Tal vez por ello, llegamos a conocer a Clayton Drumm mejor que a cualquiera de los personajes de los dos westerns previos: si en la primera mitad del film es a través de sus acciones, en la segunda, mediante su historia de amor con Catherine, también a través de sus palabras. De Matthew Sebanek, al contrario, sabemos por sus palabras al principio —su inquietud por la misión de Drumm o su pasado como asesino al servicio del ferrocarril— pero más tarde deviene callado y taciturno, justo cuando algo está transformándose dentro de él. Lo que sucede con Drumm comporta la creciente aparición de una suerte de ética, siempre mesurada por la necesidad de sobrevivir, observable en el rechazo del dinero del ferrocarril, el creciente amor por Catherine o la doble negativa a matar a Sebanek, incluso tal vez en la ambigua renuncia a su esposa.

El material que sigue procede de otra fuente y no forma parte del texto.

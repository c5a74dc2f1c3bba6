//! Condition evaluator. Pure logic, no database access.
//!
//! A field lookup that misses resolves to `None`, which is distinct from an
//! explicit JSON `null`.

use serde_json::Value;

use super::conditions::{Combinator, ConditionTree, Operator, Predicate};

/// Evaluate a condition tree against trigger data.
///
/// An empty predicate list is vacuously true for both combinators.
pub fn evaluate(tree: &ConditionTree, context: &Value) -> bool {
    if tree.predicates.is_empty() {
        return true;
    }
    match tree.combinator {
        Combinator::And => tree.predicates.iter().all(|p| evaluate_predicate(p, context)),
        Combinator::Or => tree.predicates.iter().any(|p| evaluate_predicate(p, context)),
    }
}

/// Evaluate a single predicate. Unknown operators never match.
pub fn evaluate_predicate(predicate: &Predicate, context: &Value) -> bool {
    let actual = resolve_path(context, &predicate.field);
    let expected = predicate.value.as_ref();

    match &predicate.operator {
        Operator::Equals => strict_equals(actual, expected),
        Operator::NotEquals => !strict_equals(actual, expected),
        Operator::GreaterThan => to_number(actual) > to_number(expected),
        Operator::LessThan => to_number(actual) < to_number(expected),
        Operator::Contains => to_display_string(actual).contains(&to_display_string(expected)),
        Operator::NotContains => !to_display_string(actual).contains(&to_display_string(expected)),
        Operator::Unknown(_) => false,
    }
}

/// Walk a dot-separated path through objects and arrays.
///
/// Array segments are numeric indices (`"items.0.sku"`). An empty path
/// resolves to the context itself.
pub fn resolve_path<'a>(context: &'a Value, path: &str) -> Option<&'a Value> {
    if path.is_empty() {
        return Some(context);
    }
    path.split('.').try_fold(context, |current, segment| match current {
        Value::Object(map) => map.get(segment),
        Value::Array(items) => segment.parse::<usize>().ok().and_then(|i| items.get(i)),
        _ => None,
    })
}

fn strict_equals(actual: Option<&Value>, expected: Option<&Value>) -> bool {
    match (actual, expected) {
        (None, None) => true,
        (Some(Value::Number(a)), Some(Value::Number(b))) => a.as_f64() == b.as_f64(),
        (Some(a), Some(b)) => a == b,
        _ => false,
    }
}

/// Numeric coercion: numbers as-is, trimmed numeric strings parsed (empty
/// string is zero), booleans 1/0, null 0, everything else NaN.
pub fn to_number(value: Option<&Value>) -> f64 {
    match value {
        Some(Value::Number(n)) => n.as_f64().unwrap_or(f64::NAN),
        Some(Value::String(s)) => {
            let trimmed = s.trim();
            if trimmed.is_empty() {
                0.0
            } else {
                trimmed.parse::<f64>().unwrap_or(f64::NAN)
            }
        }
        Some(Value::Bool(b)) => {
            if *b {
                1.0
            } else {
                0.0
            }
        }
        Some(Value::Null) => 0.0,
        Some(Value::Array(_)) | Some(Value::Object(_)) | None => f64::NAN,
    }
}

/// String coercion used by `contains` and template rendering.
///
/// A missing value is the empty string; objects render as compact JSON.
pub fn to_display_string(value: Option<&Value>) -> String {
    match value {
        None => String::new(),
        Some(Value::Null) => "null".to_string(),
        Some(Value::String(s)) => s.clone(),
        Some(Value::Bool(b)) => b.to_string(),
        Some(Value::Number(n)) => match n.as_f64() {
            Some(f) if n.is_f64() && f.is_finite() && f.fract() == 0.0 => format!("{f:.0}"),
            _ => n.to_string(),
        },
        Some(Value::Array(items)) => items
            .iter()
            .map(|item| match item {
                Value::Null => String::new(),
                other => to_display_string(Some(other)),
            })
            .collect::<Vec<_>>()
            .join(","),
        Some(object @ Value::Object(_)) => object.to_string(),
    }
}

// ---------------------------------------------------------------------------
// Tests
// ---------------------------------------------------------------------------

Como en tantos westerns, también va acompañada del deseo de redención, descanso en un hogar y matrimonio con una mujer finalización del camino, por tanto), si bien éste, que fue el destino de Sebanek, provoca resistencias en Drumm: no le gusta, le dice a Catherine, ante una sutil sugerencia de matrimonio, depender de personas, cosas o lugares, para ser feliz. «Te deseo esta noche. Y te odio por ello».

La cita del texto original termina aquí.